Some of the limitations in relying on non-GAAP financial measures are:
    Amortization of acquired technology and intangibles, though not directly affecting our current cash position, represent the loss in value as the technology in our industry evolves, is advanced or is replaced over time. The expense associated with this loss in value is not included in the non-GAAP net income presentation and therefore does not reflect the full economic effect of the ongoing cost of maintaining our current technological position in our competitive industry which is addressed through our research and development program.
    The Company may engage in acquisition transactions in the future. In addition, we incur other restructuring charges from time to time when necessary to adjust our business model. Restructuring related charges may therefore continue to be incurred and should not be viewed as non-recurring.

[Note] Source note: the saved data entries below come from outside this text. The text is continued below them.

//! Feed source strategies: how to reach a feed through a proxy or converter.
//!
//! A browser cannot fetch a third-party feed directly, so every fetch goes
//! through one of a small set of public services. Each service differs in
//! two ways only: how the request URL is built and what the response looks
//! like. [`FeedSourceStrategy`] captures exactly those two things.

use secrecy::{ExposeSecret, SecretString};
use serde::{Deserialize, Serialize};
use thiserror::Error;
use url::{form_urlencoded, Url};

/// Query parameter used to pass the converter API key.
const API_KEY_PARAM: &str = "api_key";

/// What a strategy's endpoint returns.
#[derive(Debug, Clone, Copy, PartialEq, Eq, Serialize, Deserialize)]
#[serde(rename_all = "snake_case")]
pub enum ResponseShape {
    /// JSON envelope with the feed XML as a string: `{"contents": "<rss..."}`
    WrappedXml,
    /// The feed body verbatim
    RawXml,
    /// Converter JSON with already-parsed items: `{"status": "ok", "items": [...]}`
    PreNormalizedJson,
}

/// How the feed URL is attached to the strategy endpoint.
#[derive(Debug, Clone, PartialEq, Eq, Serialize, Deserialize)]
#[serde(tag = "kind", rename_all = "snake_case")]
pub enum UrlRule {
    /// `endpoint?{param}={encoded feed url}`
    QueryParam { param: String },
    /// `endpoint?{encoded feed url}`
    BareQuery,
}

/// Errors raised while building a strategy.
#[derive(Debug, Error)]
pub enum StrategyError {
    /// Endpoint is not a valid absolute URL
    #[error("Invalid endpoint for strategy '{id}': {source}")]
    InvalidEndpoint {
        id: String,
        #[source]
        source: url::ParseError,
    },
    /// Endpoint uses plain HTTP on a non-local host
    #[error("Strategy '{0}' must use HTTPS (HTTP is only allowed for localhost)")]
    InsecureEndpoint(String),
    /// Two strategies share one id
    #[error("Duplicate strategy id '{0}'")]
    DuplicateId(String),
}

/// One way of fetching a feed.
///
/// Immutable once built; the ordered list handed to the fetcher is the trial
/// order.
#[derive(Clone)]
pub struct FeedSourceStrategy {
    id: String,
    endpoint: Url,
    rule: UrlRule,
    shape: ResponseShape,
    api_key: Option<SecretString>,
}

// Custom Debug so the API key never ends up in logs
impl std::fmt::Debug for FeedSourceStrategy {
    fn fmt(&self, f: &mut std::fmt::Formatter<'_>) -> std::fmt::Result {
        f.debug_struct("FeedSourceStrategy")
            .field("id", &self.id)
            .field("endpoint", &self.endpoint.as_str())
            .field("rule", &self.rule)
            .field("shape", &self.shape)
            .field("api_key", &self.api_key.as_ref().map(|_| "[REDACTED]"))
            .finish()
    }
}

impl FeedSourceStrategy {
    /// Builds a strategy, validating its endpoint.
    ///
    /// # Errors
    ///
    /// - [`StrategyError::InvalidEndpoint`] if `endpoint` does not parse
    /// - [`StrategyError::InsecureEndpoint`] for `http://` endpoints other
    ///   than `localhost`/`127.0.0.1`
    pub fn new(
        id: impl Into<String>,
        endpoint: &str,
        rule: UrlRule,
        shape: ResponseShape,
    ) -> Result<Self, StrategyError> {
        let id = id.into();
        let endpoint = Url::parse(endpoint).map_err(|source| StrategyError::InvalidEndpoint {
            id: id.clone(),
            source,
        })?;

        // SEC-002: Feed URLs (and the converter key) travel in the query
        // string, so endpoints must be HTTPS. Loopback HTTP is for tests.
        match endpoint.scheme() {
            "https" => {}
            "http" if is_loopback(&endpoint) => {
                tracing::debug!(strategy = %id, endpoint = %endpoint, "Using non-HTTPS strategy endpoint (loopback only)");
            }
            _ => return Err(StrategyError::InsecureEndpoint(id)),
        }

        Ok(Self {
            id,
            endpoint,
            rule,
            shape,
            api_key: None,
        })
    }

    /// Attaches an API key, sent as the `api_key` query parameter.
    pub fn with_api_key(mut self, key: SecretString) -> Self {
        self.api_key = Some(key);
        self
    }

    pub fn id(&self) -> &str {
        &self.id
    }

    pub fn shape(&self) -> ResponseShape {
        self.shape
    }

    pub fn has_api_key(&self) -> bool {
        self.api_key.is_some()
    }

    /// Builds the request URL for `feed_url`.
    ///
    /// The feed URL is always percent-encoded, so its own query string and
    /// fragment cannot leak into the proxy's parameters.
    pub fn request_url(&self, feed_url: &Url) -> Url {
        let mut url = self.endpoint.clone();
        match &self.rule {
            UrlRule::QueryParam { param } => {
                url.query_pairs_mut().append_pair(param, feed_url.as_str());
            }
            UrlRule::BareQuery => {
                let encoded: String =
                    form_urlencoded::byte_serialize(feed_url.as_str().as_bytes()).collect();
                url.set_query(Some(&encoded));
            }
        }
        if let Some(key) = &self.api_key {
            url.query_pairs_mut()
                .append_pair(API_KEY_PARAM, key.expose_secret());
        }
        url
    }
}

fn is_loopback(url: &Url) -> bool {
    matches!(url.host_str(), Some("localhost" | "127.0.0.1" | "[::1]"))
}

// ============================================================================
// Configuration
// ============================================================================

/// Serializable description of a strategy, as written in the config file.
///
/// ```toml
/// [[strategies]]
/// id = "allorigins"
/// endpoint = "https://api.allorigins.win/get"
/// rule = { kind = "query_param", param = "url" }
/// shape = "wrapped_xml"
/// ```
#[derive(Debug, Clone, PartialEq, Eq, Serialize, Deserialize)]
pub struct StrategyConfig {
    pub id: String,
    pub endpoint: String,
    pub rule: UrlRule,
    pub shape: ResponseShape,
}

/// The three public services the journal feed is fetched through, in trial
/// order.
pub fn default_strategy_configs() -> Vec<StrategyConfig> {
    vec![
        StrategyConfig {
            id: "allorigins".to_string(),
            endpoint: "https://api.allorigins.win/get".to_string(),
            rule: UrlRule::QueryParam {
                param: "url".to_string(),
            },
            shape: ResponseShape::WrappedXml,
        },
        StrategyConfig {
            id: "corsproxy".to_string(),
            endpoint: "https://corsproxy.io/".to_string(),
            rule: UrlRule::BareQuery,
            shape: ResponseShape::RawXml,
        },
        StrategyConfig {
            id: "rss2json".to_string(),
            endpoint: "https://api.rss2json.com/v1/api.json".to_string(),
            rule: UrlRule::QueryParam {
                param: "rss_url".to_string(),
            },
            shape: ResponseShape::PreNormalizedJson,
        },
    ]
}

/// Builds the ordered strategy list from config entries.
///
/// The converter key, when present, is attached to every
/// [`ResponseShape::PreNormalizedJson`] strategy and to nothing else.
///
/// # Errors
///
/// Fails on the first invalid endpoint or a repeated id.
pub fn build_strategies(
    configs: &[StrategyConfig],
    converter_key: Option<&SecretString>,
) -> Result<Vec<FeedSourceStrategy>, StrategyError> {
    let mut strategies: Vec<FeedSourceStrategy> = Vec::with_capacity(configs.len());
    for config in configs {
        if strategies.iter().any(|s| s.id == config.id) {
            return Err(StrategyError::DuplicateId(config.id.clone()));
        }
        let mut strategy = FeedSourceStrategy::new(
            config.id.clone(),
            &config.endpoint,
            config.rule.clone(),
            config.shape,
        )?;
        if let (Some(key), ResponseShape::PreNormalizedJson) = (converter_key, config.shape) {
            strategy = strategy.with_api_key(key.clone());
        }
        strategies.push(strategy);
    }
    Ok(strategies)
}

#[cfg(test)]
mod tests {
    use super::*;

    fn feed() -> Url {
        Url::parse("https://journal.example.com/feed/?a=1&b=2").unwrap()
    }

    fn defaults() -> Vec<FeedSourceStrategy> {
        build_strategies(&default_strategy_configs(), None).unwrap()
    }

    #[test]
    fn test_default_order() {
        let ids: Vec<_> = defaults().iter().map(|s| s.id().to_string()).collect();
        assert_eq!(ids, ["allorigins", "corsproxy", "rss2json"]);
    }

    #[test]
    fn test_query_param_encodes_feed_url() {
        let url = defaults()[0].request_url(&feed());
        assert_eq!(
            url.as_str(),
            "https://api.allorigins.win/get?url=https%3A%2F%2Fjournal.example.com%2Ffeed%2F%3Fa%3D1%26b%3D2"
        );
    }

    #[test]
    fn test_bare_query_encodes_feed_url() {
        let url = defaults()[1].request_url(&feed());
        assert_eq!(
            url.as_str(),
            "https://corsproxy.io/?https%3A%2F%2Fjournal.example.com%2Ffeed%2F%3Fa%3D1%26b%3D2"
        );
    }

    #[test]
    fn test_api_key_only_on_converter() {
        let key = SecretString::from("k-123");
        let strategies = build_strategies(&default_strategy_configs(), Some(&key)).unwrap();

        assert!(!strategies[0].has_api_key());
        assert!(!strategies[1].has_api_key());
        assert!(strategies[2].has_api_key());

        let url = strategies[2].request_url(&feed());
        assert!(url.as_str().ends_with("&api_key=k-123"));
    }

    #[test]
    fn test_debug_redacts_api_key() {
        let strategy = FeedSourceStrategy::new(
            "conv",
            "https://conv.example.com/api",
            UrlRule::BareQuery,
            ResponseShape::PreNormalizedJson,
        )
        .unwrap()
        .with_api_key(SecretString::from("super-secret"));

        let debug = format!("{strategy:?}");
        assert!(!debug.contains("super-secret"));
        assert!(debug.contains("[REDACTED]"));
    }

    #[test]
    fn test_http_endpoint_rejected() {
        let result = FeedSourceStrategy::new(
            "plain",
            "http://proxy.example.com/",
            UrlRule::BareQuery,
            ResponseShape::RawXml,
        );
        assert!(matches!(result, Err(StrategyError::InsecureEndpoint(_))));
    }

    #[test]
    fn test_loopback_http_allowed() {
        for endpoint in ["http://127.0.0.1:8080/get", "http://localhost/get"] {
            assert!(FeedSourceStrategy::new(
                "local",
                endpoint,
                UrlRule::BareQuery,
                ResponseShape::RawXml
            )
            .is_ok());
        }
    }

    #[test]
    fn test_invalid_endpoint() {
        let result =
            FeedSourceStrategy::new("bad", "not a url", UrlRule::BareQuery, ResponseShape::RawXml);
        assert!(matches!(result, Err(StrategyError::InvalidEndpoint { .. })));
    }

    #[test]
    fn test_duplicate_ids_rejected() {
        let mut configs = default_strategy_configs();
        configs.push(configs[0].clone());
        assert!(matches!(
            build_strategies(&configs, None),
            Err(StrategyError::DuplicateId(id)) if id == "allorigins"
        ));
    }

    #[test]
    fn test_config_from_toml() {
        #[derive(Deserialize)]
        struct Wrapper {
            strategies: Vec<StrategyConfig>,
        }

        let wrapper: Wrapper = toml::from_str(
            r#"
            [[strategies]]
            id = "mirror"
            endpoint = "https://mirror.example.com/raw"
            rule = { kind = "bare_query" }
            shape = "raw_xml"
            "#,
        )
        .unwrap();

        assert_eq!(wrapper.strategies[0].rule, UrlRule::BareQuery);
        assert_eq!(wrapper.strategies[0].shape, ResponseShape::RawXml);
    }
}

    Stock-based compensation is an important component of our incentive compensation arrangements and will be reflected as expenses in our GAAP results for the foreseeable future.
    Other companies, including other companies in our industry, may calculate non-GAAP financial measures differently than we do, limiting their usefulness as a comparative measure.
     We compensate for these limitations by relying primarily on our GAAP results and using non-GAAP financial measures only supplementally. We also provide reconciliations of each non-GAAP financial measure to our most directly comparable GAAP measure, and we encourage investors to review carefully those reconciliations.
Usefulness of Non-GAAP Financial Measures to Investors
          The Company believes that the presentation of these non-GAAP financial measures is warranted for several reasons. First, such non-GAAP financial measures provide investors and management an additional analytical tool for understanding the Company’s financial performance by excluding the impact of items which may obscure trends in the core operating performance of the business. Second, since the Company has historically reported non-GAAP results to the investment community, the Company believes the inclusion of non-GAAP numbers provides consistency and enhances investors’ ability to compare the Company’s performance across financial reporting periods.